【連載】『令和2年度卒業記念特集』第49回 知念勇樹/ウエイトリフティング

ウエイトリフティング

学ぶ姿勢と感謝を忘れずに

 大学生活を振り返って早稲田大学を「学びが多いところ」と表現したウエイトリフティング部知念勇樹(スポ=大阪・関大第一)。高校時代の個人成績も十分に早大へと入学したにもかかわらず、どのような状況でも学ぶ姿勢を崩さず、周りへの感謝を忘れない知念に早大ウエイトリフティング部で過ごした4年間について伺った。

 知念がウエイトリフティングを始めたのは小学4年生のときのことであった。両親が競技関係者ということもあり、ウエイトリフティングは常に身近な存在であった。遊び感覚で練習場に行っている過程で競技にのめり込んだ。知念が進学した関大第一中にはウエイトリフティング部はなかったが、付属の関大重量挙部で大学生に混ざり、週2~3回練習を行った。高校進学後も同大学重量挙部で週5回練習を積んだ。中高時代から圧倒的なパワーと技術を誇る大学生を間近で見ていたからこそ、目で見て学び吸収する姿勢を培うことができた。挙上する重量が重いが故の怪我に悩まされたこともあったが、そのたびに自分の体と向き合い、けがをしないよう自分の頭で考えた。

最後のインカレで3位に輝いた早大ウエイトリフティング部

 早大進学を決めたのは高3夏のことであった。選手層や成績などの競技面や教職課程などの勉強面を考慮しつつ、自分の可能性を広げるために総合的に判断し、早大ウエイトリフティング部の一員になることを決意した。本格的に部活に参加するのは初めてということもあり、上下関係や一人一人に割り当てられる仕事量、さらには練習の質の違いなど驚くことがたくさんあった。1、2年生の時は授業など勉学との両立にも苦しみ、世界のトップを目指すという目標との隔たりを感じることもあったという。しかし、3年生になり授業数が減り生活にゆとりが出ると、部に貢献するという自分らしさを出せるようになった。3年生の全日本大学対抗選手権(インカレ)後、主将という役割を通じて人間的にも成長してほしいという期待も込められ、上級生から主将に任命された。

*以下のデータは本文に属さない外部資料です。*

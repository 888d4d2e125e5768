//! Phone number verification.
//!
//! A verification flow is started for a phone number, which stores a random
//! numeric code under a fresh `verification_id` and hands the code to an
//! [`SmsSender`]. The client confirms the code, and registration later
//! consumes the confirmed entry. Entries expire after a configurable TTL and
//! are dropped after too many wrong guesses.

use async_trait::async_trait;
use rand::Rng;
use serde::Serialize;
use std::collections::HashMap;
use std::sync::{Arc, RwLock};
use std::time::{Duration, Instant};
use thiserror::Error;
use tracing::{debug, info, warn};
use uuid::Uuid;

use crate::config::{RegistrationConfig, SmsConfig};
use crate::{IjaraError, Result};

/// Verification flow errors.
#[derive(Error, Debug, Clone, PartialEq, Eq)]
pub enum VerificationError {
    /// No entry for this id (never started, consumed or swept).
    #[error("unknown verification id")]
    NotFound,

    /// The entry exists but its TTL has elapsed.
    #[error("verification code has expired")]
    Expired,

    /// Wrong code; the entry survives with fewer attempts left.
    #[error("verification code is incorrect ({remaining} attempts left)")]
    CodeMismatch {
        /// Attempts left before the entry is discarded.
        remaining: u32,
    },

    /// Wrong code and the attempt budget is used up.
    #[error("too many incorrect attempts")]
    TooManyAttempts,

    /// The code has not been confirmed yet.
    #[error("phone number has not been verified")]
    NotVerified,

    /// The entry was started for a different phone number.
    #[error("verification does not belong to this phone number")]
    PhoneMismatch,
}

impl From<VerificationError> for IjaraError {
    fn from(e: VerificationError) -> Self {
        IjaraError::Validation(e.to_string())
    }
}

#[derive(Debug, Clone)]
struct PendingVerification {
    phone: String,
    code: String,
    expires_at: Instant,
    attempts: u32,
    verified: bool,
}

impl PendingVerification {
    fn is_expired(&self, now: Instant) -> bool {
        now >= self.expires_at
    }
}

/// Handle returned when a verification flow starts.
#[derive(Debug, Clone, Serialize)]
pub struct StartedVerification {
    /// Correlation id for the confirm and register steps.
    pub verification_id: Uuid,
    /// Seconds until the code expires.
    pub expires_in: u64,
    #[serde(skip)]
    code: String,
}

impl StartedVerification {
    /// The generated code, to be delivered out of band.
    pub fn code(&self) -> &str {
        &self.code
    }
}

/// Keyed, expiring store of pending phone verifications.
#[derive(Debug)]
pub struct PhoneVerificationStore {
    entries: RwLock<HashMap<Uuid, PendingVerification>>,
    ttl: Duration,
    max_attempts: u32,
    code_length: usize,
}

impl PhoneVerificationStore {
    /// Create a store from registration settings.
    pub fn new(config: &RegistrationConfig) -> Self {
        Self::with_settings(
            Duration::from_secs(config.code_ttl_secs),
            config.max_attempts,
            config.code_length,
        )
    }

    /// Create a store with explicit settings.
    pub fn with_settings(ttl: Duration, max_attempts: u32, code_length: usize) -> Self {
        Self {
            entries: RwLock::new(HashMap::new()),
            ttl,
            max_attempts: max_attempts.max(1),
            code_length: code_length.clamp(1, 9),
        }
    }

    /// Start a flow for `phone` and return its id and code.
    pub fn start(&self, phone: &str) -> StartedVerification {
        let id = Uuid::new_v4();
        let code = generate_code(self.code_length);
        let entry = PendingVerification {
            phone: phone.to_string(),
            code: code.clone(),
            expires_at: Instant::now() + self.ttl,
            attempts: 0,
            verified: false,
        };

        self.entries
            .write()
            .unwrap_or_else(|e| e.into_inner())
            .insert(id, entry);
        debug!(verification_id = %id, "Phone verification started");

        StartedVerification {
            verification_id: id,
            expires_in: self.ttl.as_secs(),
            code,
        }
    }

    /// Check a code against a pending entry and mark it verified.
    pub fn confirm(&self, id: &Uuid, code: &str) -> std::result::Result<(), VerificationError> {
        let mut entries = self.entries.write().unwrap_or_else(|e| e.into_inner());
        let entry = entries.get_mut(id).ok_or(VerificationError::NotFound)?;

        if entry.is_expired(Instant::now()) {
            entries.remove(id);
            return Err(VerificationError::Expired);
        }

        if entry.code != code.trim() {
            entry.attempts += 1;
            if entry.attempts >= self.max_attempts {
                entries.remove(id);
                warn!(verification_id = %id, "Phone verification dropped after too many attempts");
                return Err(VerificationError::TooManyAttempts);
            }
            return Err(VerificationError::CodeMismatch {
                remaining: self.max_attempts - entry.attempts,
            });
        }

        entry.verified = true;
        Ok(())
    }

    /// Take a verified entry for `phone`. The entry is removed on success.
    pub fn consume(&self, id: &Uuid, phone: &str) -> std::result::Result<(), VerificationError> {
        let mut entries = self.entries.write().unwrap_or_else(|e| e.into_inner());
        let entry = entries.get(id).ok_or(VerificationError::NotFound)?;

        if entry.is_expired(Instant::now()) {
            entries.remove(id);
            return Err(VerificationError::Expired);
        }
        if entry.phone != phone {
            return Err(VerificationError::PhoneMismatch);
        }
        if !entry.verified {
            return Err(VerificationError::NotVerified);
        }

        entries.remove(id);
        Ok(())
    }

    /// Drop expired entries. Returns the number removed.
    pub fn sweep(&self) -> usize {
        let now = Instant::now();
        let mut entries = self.entries.write().unwrap_or_else(|e| e.into_inner());
        let before = entries.len();
        entries.retain(|_, entry| !entry.is_expired(now));
        before - entries.len()
    }

    /// Number of entries held.
    pub fn len(&self) -> usize {
        self.entries.read().unwrap_or_else(|e| e.into_inner()).len()
    }

    /// Whether the store is empty.
    pub fn is_empty(&self) -> bool {
        self.len() == 0
    }
}

/// Generate a random numeric code with `length` digits.
pub fn generate_code(length: usize) -> String {
    let mut rng = rand::rng();
    (0..length)
        .map(|_| char::from(b'0' + rng.random_range(0..10u8)))
        .collect()
}

/// Delivers verification codes to handsets.
#[async_trait]
pub trait SmsSender: Send + Sync {
    /// Send `text` to `phone`.
    async fn send(&self, phone: &str, text: &str) -> Result<()>;
}

/// Writes messages to the log instead of sending them.
#[derive(Debug, Default, Clone)]
pub struct LogSmsSender;

#[async_trait]
impl SmsSender for LogSmsSender {
    async fn send(&self, phone: &str, text: &str) -> Result<()> {
        info!(phone = %phone, "SMS: {}", text);
        Ok(())
    }
}

#[derive(Serialize)]
struct GatewayMessage<'a> {
    phone: &'a str,
    text: &'a str,
    from: &'a str,
}

/// Posts messages as JSON to an HTTP SMS gateway.
#[derive(Debug, Clone)]
pub struct HttpSmsSender {
    client: reqwest::Client,
    gateway_url: String,
    api_key: String,
    sender: String,
}

impl HttpSmsSender {
    /// Create a sender for the configured gateway.
    pub fn new(config: &SmsConfig) -> Result<Self> {
        let client = reqwest::Client::builder()
            .timeout(Duration::from_secs(10))
            .build()
            .map_err(|e| IjaraError::Sms(e.to_string()))?;

        Ok(Self {
            client,
            gateway_url: config.gateway_url.clone(),
            api_key: config.api_key.clone(),
            sender: config.sender.clone(),
        })
    }
}

#[async_trait]
impl SmsSender for HttpSmsSender {
    async fn send(&self, phone: &str, text: &str) -> Result<()> {
        let mut request = self.client.post(&self.gateway_url).json(&GatewayMessage {
            phone,
            text,
            from: &self.sender,
        });
        if !self.api_key.is_empty() {
            request = request.bearer_auth(&self.api_key);
        }

        let response = request
            .send()
            .await
            .map_err(|e| IjaraError::Sms(e.to_string()))?;

        if !response.status().is_success() {
            return Err(IjaraError::Sms(format!(
                "gateway returned {}",
                response.status()
            )));
        }
        Ok(())
    }
}

/// Build the sender selected by configuration.
pub fn sms_sender_from_config(config: &SmsConfig) -> Result<Arc<dyn SmsSender>> {
    match config.provider.as_str() {
        "log" => Ok(Arc::new(LogSmsSender)),
        "http" => Ok(Arc::new(HttpSmsSender::new(config)?)),
        other => Err(IjaraError::Config(format!("unknown sms provider: {other}"))),
    }
}

/// Text of the verification message.
pub fn verification_message(code: &str) -> String {
    format!("Your ijara verification code: {code}")
}
//! Student accounts.

use serde::Serialize;
use sqlx::QueryBuilder;
use utoipa::ToSchema;

use super::DbPool;
use crate::{IjaraError, Result};

/// Student entity.
#[derive(Debug, Clone, Serialize, ToSchema, sqlx::FromRow)]
pub struct Student {
    /// Unique student ID.
    pub id: i64,
    pub firstname: String,
    pub lastname: String,
    /// Login phone number (unique).
    pub phone: String,
    /// Gender reference.
    pub jins_id: i64,
    pub university_id: Option<i64>,
    pub faculty_id: Option<i64>,
    /// Year of study.
    pub grade: Option<i64>,
    pub district_id: Option<i64>,
    /// Password hash (Argon2).
    #[serde(skip_serializing)]
    pub password: String,
    /// Hashcode of the profile image.
    pub image: Option<String>,
    /// Hide the profile from other users.
    pub invisible: bool,
    /// Registration timestamp.
    pub register_at: String,
}

/// Data for creating a new student.
#[derive(Debug, Clone)]
pub struct NewStudent {
    pub firstname: String,
    pub lastname: String,
    pub phone: String,
    pub jins_id: i64,
    /// Password hash (should be pre-hashed with Argon2).
    pub password: String,
    pub image: Option<String>,
    pub invisible: bool,
}

/// Profile fields a student may change.
#[derive(Debug, Clone, Default)]
pub struct StudentUpdate {
    pub firstname: Option<String>,
    pub lastname: Option<String>,
    pub university_id: Option<i64>,
    pub faculty_id: Option<i64>,
    pub grade: Option<i64>,
    pub district_id: Option<i64>,
    pub invisible: Option<bool>,
}

impl StudentUpdate {
    /// Check if the update is empty.
    pub fn is_empty(&self) -> bool {
        self.firstname.is_none()
            && self.lastname.is_none()
            && self.university_id.is_none()
            && self.faculty_id.is_none()
            && self.grade.is_none()
            && self.district_id.is_none()
            && self.invisible.is_none()
    }
}

const STUDENT_COLUMNS: &str = "id, firstname, lastname, phone, jins_id, university_id, faculty_id,
     grade, district_id, password, image, invisible, register_at";

/// Repository for student accounts.
pub struct StudentRepository<'a> {
    pool: &'a DbPool,
}

impl<'a> StudentRepository<'a> {
    /// Create a new repository instance.
    pub fn new(pool: &'a DbPool) -> Self {
        Self { pool }
    }

    /// Create a student. A taken phone number yields `Conflict`.
    pub async fn create(&self, new_student: &NewStudent) -> Result<Student> {
        let id: i64 = sqlx::query_scalar(
            "INSERT INTO students (firstname, lastname, phone, jins_id, password, image, invisible)
             VALUES ($1, $2, $3, $4, $5, $6, $7) RETURNING id",
        )
        .bind(&new_student.firstname)
        .bind(&new_student.lastname)
        .bind(&new_student.phone)
        .bind(new_student.jins_id)
        .bind(&new_student.password)
        .bind(&new_student.image)
        .bind(new_student.invisible)
        .fetch_one(self.pool)
        .await
        .map_err(|e| IjaraError::from_sqlx(e, "phone"))?;

        self.get_by_id(id)
            .await?
            .ok_or_else(|| IjaraError::NotFound("student".to_string()))
    }

    /// Get a student by ID.
    pub async fn get_by_id(&self, id: i64) -> Result<Option<Student>> {
        let student = sqlx::query_as::<_, Student>(&format!(
            "SELECT {STUDENT_COLUMNS} FROM students WHERE id = $1"
        ))
        .bind(id)
        .fetch_optional(self.pool)
        .await?;
        Ok(student)
    }

    /// Get a student by phone number.
    pub async fn get_by_phone(&self, phone: &str) -> Result<Option<Student>> {
        let student = sqlx::query_as::<_, Student>(&format!(
            "SELECT {STUDENT_COLUMNS} FROM students WHERE phone = $1"
        ))
        .bind(phone)
        .fetch_optional(self.pool)
        .await?;
        Ok(student)
    }

    /// Check whether a phone number is registered.
    pub async fn phone_exists(&self, phone: &str) -> Result<bool> {
        let exists: bool =
            sqlx::query_scalar("SELECT EXISTS(SELECT 1 FROM students WHERE phone = $1)")
                .bind(phone)
                .fetch_one(self.pool)
                .await?;
        Ok(exists)
    }

    /// Update profile fields.
    ///
    /// Returns the updated student, or None if not found.
    pub async fn update(&self, id: i64, update: &StudentUpdate) -> Result<Option<Student>> {
        if update.is_empty() {
            return self.get_by_id(id).await;
        }

        let mut query: QueryBuilder<sqlx::Sqlite> = QueryBuilder::new("UPDATE students SET ");
        let mut separated = query.separated(", ");

        if let Some(ref firstname) = update.firstname {
            separated.push("firstname = ");
            separated.push_bind_unseparated(firstname);
        }
        if let Some(ref lastname) = update.lastname {
            separated.push("lastname = ");
            separated.push_bind_unseparated(lastname);
        }
        if let Some(university_id) = update.university_id {
            separated.push("university_id = ");
            separated.push_bind_unseparated(university_id);
        }
        if let Some(faculty_id) = update.faculty_id {
            separated.push("faculty_id = ");
            separated.push_bind_unseparated(faculty_id);
        }
        if let Some(grade) = update.grade {
            separated.push("grade = ");
            separated.push_bind_unseparated(grade);
        }
        if let Some(district_id) = update.district_id {
            separated.push("district_id = ");
            separated.push_bind_unseparated(district_id);
        }
        if let Some(invisible) = update.invisible {
            separated.push("invisible = ");
            separated.push_bind_unseparated(invisible);
        }

        query.push(" WHERE id = ");
        query.push_bind(id);

        let result = query
            .build()
            .execute(self.pool)
            .await
            .map_err(|e| IjaraError::from_sqlx(e, "profile"))?;

        if result.rows_affected() == 0 {
            return Ok(None);
        }

        self.get_by_id(id).await
    }

    /// Page through students, newest first.
    pub async fn list(&self, limit: i64, offset: i64) -> Result<Vec<Student>> {
        let students = sqlx::query_as::<_, Student>(&format!(
            "SELECT {STUDENT_COLUMNS} FROM students ORDER BY id DESC LIMIT $1 OFFSET $2"
        ))
        .bind(limit)
        .bind(offset)
        .fetch_all(self.pool)
        .await?;
        Ok(students)
    }

    /// Count all students.
    pub async fn count(&self) -> Result<i64> {
        let count: i64 = sqlx::query_scalar("SELECT COUNT(*) FROM students")
            .fetch_one(self.pool)
            .await?;
        Ok(count)
    }
}
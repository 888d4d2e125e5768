//! Listings ("rents").
//!
//! A listing belongs to exactly one renter and is never hard-deleted.
//! Category, gender and owner are joined in at query time into
//! [`RentDetails`].

use serde::Serialize;
use sqlx::QueryBuilder;
use utoipa::ToSchema;

use super::DbPool;
use crate::{IjaraError, Result};

/// Listing row.
#[derive(Debug, Clone, Serialize, ToSchema, sqlx::FromRow)]
pub struct Rent {
    pub id: i64,
    pub name: String,
    pub description: Option<String>,
    pub category_id: i64,
    /// Whether a formal contract is signed.
    pub contract: bool,
    /// Whether the listing goes through a broker.
    pub broker: bool,
    pub room_count: i64,
    pub total_price: f64,
    /// Gender of the students the listing is for.
    pub student_jins_id: i64,
    /// Number of students the place fits.
    pub student_count: i64,
    /// Owning renter.
    pub renter_id: i64,
    pub location: Option<String>,
    pub longitude: Option<f64>,
    pub latitude: Option<f64>,
    pub wifi: bool,
    pub conditioner: bool,
    pub washing_machine: bool,
    pub tv: bool,
    pub refrigerator: bool,
    pub furniture: bool,
    pub other_convenience: Option<String>,
    pub created_at: String,
    pub updated_at: Option<String>,
}

/// Listing joined with its category, gender and owner.
#[derive(Debug, Clone, Serialize, ToSchema, sqlx::FromRow)]
pub struct RentDetails {
    #[serde(flatten)]
    #[sqlx(flatten)]
    pub rent: Rent,
    pub category_name_uz: String,
    pub category_name_ru: String,
    pub jins_name_uz: String,
    pub jins_name_ru: String,
    pub renter_firstname: String,
    pub renter_lastname: String,
    pub renter_phone: String,
}

/// Data for creating a listing.
#[derive(Debug, Clone, Default)]
pub struct NewRent {
    pub name: String,
    pub description: Option<String>,
    pub category_id: i64,
    pub contract: bool,
    pub broker: bool,
    pub room_count: i64,
    pub total_price: f64,
    pub student_jins_id: i64,
    pub student_count: i64,
    pub renter_id: i64,
    pub location: Option<String>,
    pub longitude: Option<f64>,
    pub latitude: Option<f64>,
    pub wifi: bool,
    pub conditioner: bool,
    pub washing_machine: bool,
    pub tv: bool,
    pub refrigerator: bool,
    pub furniture: bool,
    pub other_convenience: Option<String>,
}

/// Partial listing update.
#[derive(Debug, Clone, Default)]
pub struct RentUpdate {
    pub name: Option<String>,
    pub description: Option<String>,
    pub category_id: Option<i64>,
    pub contract: Option<bool>,
    pub broker: Option<bool>,
    pub room_count: Option<i64>,
    pub total_price: Option<f64>,
    pub student_jins_id: Option<i64>,
    pub student_count: Option<i64>,
    pub location: Option<String>,
    pub longitude: Option<f64>,
    pub latitude: Option<f64>,
    pub wifi: Option<bool>,
    pub conditioner: Option<bool>,
    pub washing_machine: Option<bool>,
    pub tv: Option<bool>,
    pub refrigerator: Option<bool>,
    pub furniture: Option<bool>,
    pub other_convenience: Option<String>,
}

/// Search criteria. Unset fields do not restrict.
#[derive(Debug, Clone, Default)]
pub struct RentFilter {
    pub category_id: Option<i64>,
    pub student_jins_id: Option<i64>,
    pub min_price: Option<f64>,
    pub max_price: Option<f64>,
    pub room_count: Option<i64>,
    pub contract: Option<bool>,
    pub broker: Option<bool>,
}

const RENT_COLUMNS: &str = "id, name, description, category_id, contract, broker, room_count,
     total_price, student_jins_id, student_count, renter_id, location, longitude, latitude,
     wifi, conditioner, washing_machine, tv, refrigerator, furniture, other_convenience,
     created_at, updated_at";

const DETAILS_SELECT: &str = "SELECT r.id, r.name, r.description, r.category_id, r.contract,
     r.broker, r.room_count, r.total_price, r.student_jins_id, r.student_count, r.renter_id,
     r.location, r.longitude, r.latitude, r.wifi, r.conditioner, r.washing_machine, r.tv,
     r.refrigerator, r.furniture, r.other_convenience, r.created_at, r.updated_at,
     c.name_uz AS category_name_uz, c.name_ru AS category_name_ru,
     j.name_uz AS jins_name_uz, j.name_ru AS jins_name_ru,
     o.firstname AS renter_firstname, o.lastname AS renter_lastname, o.phone AS renter_phone
     FROM rents r
     JOIN categories c ON c.id = r.category_id
     JOIN jins j ON j.id = r.student_jins_id
     JOIN renters o ON o.id = r.renter_id";

/// Repository for listings.
pub struct RentRepository<'a> {
    pool: &'a DbPool,
}

impl<'a> RentRepository<'a> {
    /// Create a new repository instance.
    pub fn new(pool: &'a DbPool) -> Self {
        Self { pool }
    }

    /// Insert a listing and return its ID.
    ///
    /// Identical payloads create distinct rows.
    pub async fn create(&self, rent: &NewRent) -> Result<i64> {
        let id: i64 = sqlx::query_scalar(
            "INSERT INTO rents (name, description, category_id, contract, broker, room_count,
                total_price, student_jins_id, student_count, renter_id, location, longitude,
                latitude, wifi, conditioner, washing_machine, tv, refrigerator, furniture,
                other_convenience)
             VALUES ($1, $2, $3, $4, $5, $6, $7, $8, $9, $10, $11, $12, $13, $14, $15, $16,
                $17, $18, $19, $20)
             RETURNING id",
        )
        .bind(&rent.name)
        .bind(&rent.description)
        .bind(rent.category_id)
        .bind(rent.contract)
        .bind(rent.broker)
        .bind(rent.room_count)
        .bind(rent.total_price)
        .bind(rent.student_jins_id)
        .bind(rent.student_count)
        .bind(rent.renter_id)
        .bind(&rent.location)
        .bind(rent.longitude)
        .bind(rent.latitude)
        .bind(rent.wifi)
        .bind(rent.conditioner)
        .bind(rent.washing_machine)
        .bind(rent.tv)
        .bind(rent.refrigerator)
        .bind(rent.furniture)
        .bind(&rent.other_convenience)
        .fetch_one(self.pool)
        .await
        .map_err(|e| IjaraError::from_sqlx(e, "rent"))?;

        Ok(id)
    }

    /// Get a listing by ID.
    pub async fn get_by_id(&self, id: i64) -> Result<Option<Rent>> {
        let rent = sqlx::query_as::<_, Rent>(&format!(
            "SELECT {RENT_COLUMNS} FROM rents WHERE id = $1"
        ))
        .bind(id)
        .fetch_optional(self.pool)
        .await?;
        Ok(rent)
    }

    /// Check whether a listing exists.
    pub async fn exists(&self, id: i64) -> Result<bool> {
        let exists: bool = sqlx::query_scalar("SELECT EXISTS(SELECT 1 FROM rents WHERE id = $1)")
            .bind(id)
            .fetch_one(self.pool)
            .await?;
        Ok(exists)
    }

    /// Get a listing with its joined data.
    pub async fn get_details(&self, id: i64) -> Result<Option<RentDetails>> {
        let rent = sqlx::query_as::<_, RentDetails>(&format!("{DETAILS_SELECT} WHERE r.id = $1"))
            .bind(id)
            .fetch_optional(self.pool)
            .await?;
        Ok(rent)
    }

    /// List all listings, newest first.
    pub async fn list_details(&self) -> Result<Vec<RentDetails>> {
        let rents = sqlx::query_as::<_, RentDetails>(&format!(
            "{DETAILS_SELECT} ORDER BY r.created_at DESC, r.id DESC"
        ))
        .fetch_all(self.pool)
        .await?;
        Ok(rents)
    }

    /// List listings matching a filter.
    pub async fn filter(&self, filter: &RentFilter) -> Result<Vec<RentDetails>> {
        let mut query: QueryBuilder<sqlx::Sqlite> = QueryBuilder::new(DETAILS_SELECT);
        query.push(" WHERE 1 = 1");

        if let Some(category_id) = filter.category_id {
            query.push(" AND r.category_id = ").push_bind(category_id);
        }
        if let Some(jins_id) = filter.student_jins_id {
            query.push(" AND r.student_jins_id = ").push_bind(jins_id);
        }
        if let Some(min_price) = filter.min_price {
            query.push(" AND r.total_price >= ").push_bind(min_price);
        }
        if let Some(max_price) = filter.max_price {
            query.push(" AND r.total_price <= ").push_bind(max_price);
        }
        if let Some(room_count) = filter.room_count {
            query.push(" AND r.room_count = ").push_bind(room_count);
        }
        if let Some(contract) = filter.contract {
            query.push(" AND r.contract = ").push_bind(contract);
        }
        if let Some(broker) = filter.broker {
            query.push(" AND r.broker = ").push_bind(broker);
        }
        query.push(" ORDER BY r.created_at DESC, r.id DESC");

        let rents = query
            .build_query_as::<RentDetails>()
            .fetch_all(self.pool)
            .await?;
        Ok(rents)
    }

    /// Listings for a gender created within the last `days` days.
    pub async fn recent_for_jins(&self, jins_id: i64, days: u32) -> Result<Vec<RentDetails>> {
        let rents = sqlx::query_as::<_, RentDetails>(&format!(
            "{DETAILS_SELECT}
             WHERE r.student_jins_id = $1 AND r.created_at >= datetime('now', $2)
             ORDER BY r.created_at DESC, r.id DESC"
        ))
        .bind(jins_id)
        .bind(format!("-{days} days"))
        .fetch_all(self.pool)
        .await?;
        Ok(rents)
    }

    /// Listings owned by a renter.
    pub async fn list_by_renter(&self, renter_id: i64) -> Result<Vec<RentDetails>> {
        let rents = sqlx::query_as::<_, RentDetails>(&format!(
            "{DETAILS_SELECT} WHERE r.renter_id = $1 ORDER BY r.created_at DESC, r.id DESC"
        ))
        .bind(renter_id)
        .fetch_all(self.pool)
        .await?;
        Ok(rents)
    }

    /// Listings in a student's wishlist.
    pub async fn list_wishlisted(&self, user_id: i64) -> Result<Vec<RentDetails>> {
        let rents = sqlx::query_as::<_, RentDetails>(&format!(
            "{DETAILS_SELECT}
             JOIN wishlists w ON w.rent_id = r.id
             WHERE w.user_id = $1
             ORDER BY w.id DESC"
        ))
        .bind(user_id)
        .fetch_all(self.pool)
        .await?;
        Ok(rents)
    }

    /// Update a listing owned by `renter_id` and stamp `updated_at`.
    ///
    /// Returns None when the listing does not exist or belongs to someone
    /// else.
    pub async fn update_owned(
        &self,
        id: i64,
        renter_id: i64,
        update: &RentUpdate,
    ) -> Result<Option<Rent>> {
        let mut query: QueryBuilder<sqlx::Sqlite> = QueryBuilder::new("UPDATE rents SET ");
        let mut separated = query.separated(", ");

        separated.push("updated_at = datetime('now')");
        if let Some(ref name) = update.name {
            separated.push("name = ");
            separated.push_bind_unseparated(name);
        }
        if let Some(ref description) = update.description {
            separated.push("description = ");
            separated.push_bind_unseparated(description);
        }
        if let Some(category_id) = update.category_id {
            separated.push("category_id = ");
            separated.push_bind_unseparated(category_id);
        }
        if let Some(contract) = update.contract {
            separated.push("contract = ");
            separated.push_bind_unseparated(contract);
        }
        if let Some(broker) = update.broker {
            separated.push("broker = ");
            separated.push_bind_unseparated(broker);
        }
        if let Some(room_count) = update.room_count {
            separated.push("room_count = ");
            separated.push_bind_unseparated(room_count);
        }
        if let Some(total_price) = update.total_price {
            separated.push("total_price = ");
            separated.push_bind_unseparated(total_price);
        }
        if let Some(jins_id) = update.student_jins_id {
            separated.push("student_jins_id = ");
            separated.push_bind_unseparated(jins_id);
        }
        if let Some(student_count) = update.student_count {
            separated.push("student_count = ");
            separated.push_bind_unseparated(student_count);
        }
        if let Some(ref location) = update.location {
            separated.push("location = ");
            separated.push_bind_unseparated(location);
        }
        if let Some(longitude) = update.longitude {
            separated.push("longitude = ");
            separated.push_bind_unseparated(longitude);
        }
        if let Some(latitude) = update.latitude {
            separated.push("latitude = ");
            separated.push_bind_unseparated(latitude);
        }
        for (column, value) in [
            ("wifi", update.wifi),
            ("conditioner", update.conditioner),
            ("washing_machine", update.washing_machine),
            ("tv", update.tv),
            ("refrigerator", update.refrigerator),
            ("furniture", update.furniture),
        ] {
            if let Some(value) = value {
                separated.push(format!("{column} = "));
                separated.push_bind_unseparated(value);
            }
        }
        if let Some(ref other) = update.other_convenience {
            separated.push("other_convenience = ");
            separated.push_bind_unseparated(other);
        }

        query.push(" WHERE id = ").push_bind(id);
        query.push(" AND renter_id = ").push_bind(renter_id);

        let result = query
            .build()
            .execute(self.pool)
            .await
            .map_err(|e| IjaraError::from_sqlx(e, "rent"))?;

        if result.rows_affected() == 0 {
            return Ok(None);
        }

        self.get_by_id(id).await
    }
}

 しかし、主将就任直後から新型コロナウイルスがまん延し始め、新入部員が入り新体制を作り上げようというタイミングでチームの一時解散が余儀なくされた。地下2階という練習環境や40人を超える部員数を考慮し、全体でそろっての練習を行うことは困難になった。さらに、卒業論文や教育実習などの時期もずれ主将自身の学業にも新型コロナウイルスの影響が及んだ。主将としてしっかりしなくてはという気持ちが先走り、主将としての役割を果たすことが出来ているか不安に感じることも多かったという。知念はそんなときに客観的なアドバイスをくれたり、ときには「今のままでは頼りないよ」と厳しい言葉も投げかけてくれたりと積極的にサポートをしてくれた同期への感謝を忘れない。そして、最後に迎えたインカレ。最初は階級を上げる予定で増量を行っていたが、むしろ階級を下げた方が団体順位が良くなるのではないかということがシミュレーションでわかり、悩んだ末増量から一転、85㎏まで増やした体重を67㎏まで下げる大規模な減量へとかじを切った。大学卒業後も競技は続けるが、大学生として出場する試合はこれがラスト。1点でも多く得点を稼ぎ、団体順位を引き上げたいという主将としての覚悟による決断だった。結果的には減量によるパワーの減少で得点をとることはできなかったが、チームメイトの活躍により11年ぶりにインカレで団体3位に輝いた。知念をはじめとした選手全員がチームのためにと目標を一つに団結した結果である。

 初めて主将という立場に立ち、知念は常に部のために努力を続けていた。過去の主将のあり方を研究し、本を読むなど自主的な勉強をすすめる一方で、主将として部内外のさまざまな立場の人と接する中でも刺激を受け、肥やしへと変えた。そして、自分を成長させてくれた人や環境への感謝も忘れない。大学卒業後は早大スポーツ科学学術院へと進学し、ウエイトリフティングを続ける。大学在学中に伝えきれなかったことを後輩へ伝えたいと知念は語る。競技のみならず、人間性などの私生活すべてに実直に取り組む姿はこれからも後輩へと影響を与え続けていくことだろう。